Thomas F. Torrance, "Faith and Godliness," in The Trinitarian Faith: The Evangelical Theology of the Ancient Catholic Church (Edinburgh: T&T Clark, 1988), 13-46; #1988-489b
Torrance, Thomas F. "Faith and Godliness." In The Trinitarian Faith: The Evangelical Theology of the Ancient Catholic Church, 13-46. Edinburgh: T&T Clark, 1988; #1988-489b
The first chapter, "Faith and Godliness," adapted from "The Open Texture of 'Faith' and 'Godliness' in the Church's Confession," Festschrift for George D. Dragas, presented in 1985 (#1985-460). This chapter was not represented among the original lectures given in Princeton in 1981.
Discussed in the Reading Group on August 12, 2021: Video.

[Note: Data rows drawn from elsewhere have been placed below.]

mod error;
mod tvm_stack_entry;
mod tvm_success;

pub use error::*;
pub use tvm_stack_entry::*;
pub use tvm_success::*;
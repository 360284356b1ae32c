use num_bigint::BigUint;

use super::ZERO_COINS;
use crate::TonAddress;

/// `int_msg_info$0` header of an internal message.
#[derive(Clone, Debug, PartialEq)]
pub struct InternalMessage {
    /// Hyper cube routing flag.
    pub ihr_disabled: bool,
    /// Message should be bounced back to the sender if processing fails.
    pub bounce: bool,
    /// Message itself is a result of a bounce.
    pub bounced: bool,
    /// Sender; `addr_none` from wallets, filled in by validators.
    pub src: Option<TonAddress>,
    pub dest: TonAddress,
    /// Funds attached to the message, nanotons.
    pub value: BigUint,
    pub ihr_fee: BigUint,
    pub fwd_fee: BigUint,
    pub created_lt: u64,
    pub created_at: u32,
}

impl InternalMessage {
    /// Bounceable message as a wallet would emit it: source, fees and timestamps left for validators.
    pub fn new(dest: &TonAddress, value: &BigUint) -> Self {
        InternalMessage {
            ihr_disabled: true,
            bounce: true,
            bounced: false,
            src: None,
            dest: dest.clone(),
            value: value.clone(),
            ihr_fee: ZERO_COINS.clone(),
            fwd_fee: ZERO_COINS.clone(),
            created_lt: 0,
            created_at: 0,
        }
    }

    pub fn with_bounce(&mut self, bounce: bool) -> &mut Self {
        self.bounce = bounce;
        self
    }
}
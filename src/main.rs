use std::sync::Arc;

use chrono::Local;
use tracing_subscriber::EnvFilter;

use cms_doctor_agenda::{
    api::DoctorApi,
    config::Config,
    filter::{self, ViewQuery},
    store::AppointmentStore,
};

#[tokio::main]
async fn main() -> anyhow::Result<()> {
    dotenvy::dotenv().ok();

    tracing_subscriber::fmt()
        .with_env_filter(EnvFilter::from_default_env().add_directive("info".parse()?))
        .init();

    let cfg = Config::from_env()?;
    let backend = Arc::new(DoctorApi::new(&cfg)?);

    let mut store = AppointmentStore::new(backend);
    let count = store.load_all().await?;
    tracing::info!("Loaded {count} appointments from {}", cfg.api_base_url);

    let now = Local::now().naive_local();

    let s = filter::stats(store.items(), now);
    println!(
        "Today: {}   This week: {}   This month: {}   Cancelled this month: {}",
        s.today, s.week, s.month, s.cancelled_this_month
    );

    println!("\nToday's appointments:");
    let today = filter::visible(store.items(), &ViewQuery::default(), now);
    if today.is_empty() {
        println!("  (none)");
    }
    for apt in today {
        println!(
            "  {}  {} {}  [{}]  {}",
            apt.scheduled_at.format("%H:%M"),
            apt.patient_first_name,
            apt.patient_last_name,
            apt.status.label(),
            apt.reason
        );
    }

    let soon = filter::upcoming_within(store.items(), now, 30);
    if !soon.is_empty() {
        let names: Vec<String> = soon
            .iter()
            .map(|a| format!("{} {}", a.patient_first_name, a.patient_last_name))
            .collect();
        println!("\nUpcoming in the next 30 minutes: {}", names.join(", "));
    }

    Ok(())
}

From the Foreword: “In the first chapter an account is offered of the open-textured framework of faith and godliness which, together with the rule of truth inherited from the apostolic foundation of the Church, guided regular interpretation of the Holy Scriptures and fostered in its ministers and theologians a distinctive way of thinking and speaking about God in accordance with the nature of his revealing and saving acts in Jesus Christ. From the start the theology of the Church took the form, not of a set of abstract propositions, but of embodied truth in which the knowing and worshipping of God and the daily obedience of faith and life interpenetrated each other. The focus of attention is directed particularly to Irenaeus and Origen who in different ways left a decisive impact on the pre-Nicene Church. Irenaeus had made clear that it is only within the framework of the Faith entrusted to the Church and incorporated in the apostolic tradition as a rejuvenating deposit, that the Holy Scriptures may be faithfully interpreted and appropriated as the saving truth of the Gospel. Origen had laid great emphasis upon the need to think worthily and reverently of God, which required spiritual training in godliness in the ability to interpret the statements of the Old and New Testament Scriptures in the light of the truths to which they refer beyond themselves. That was the general matrix of faith and piety within which there took shape the theological intuition and godly judgment upon which the Nicene fathers relied in their epoch-making Confession of Faith.” (p. 6).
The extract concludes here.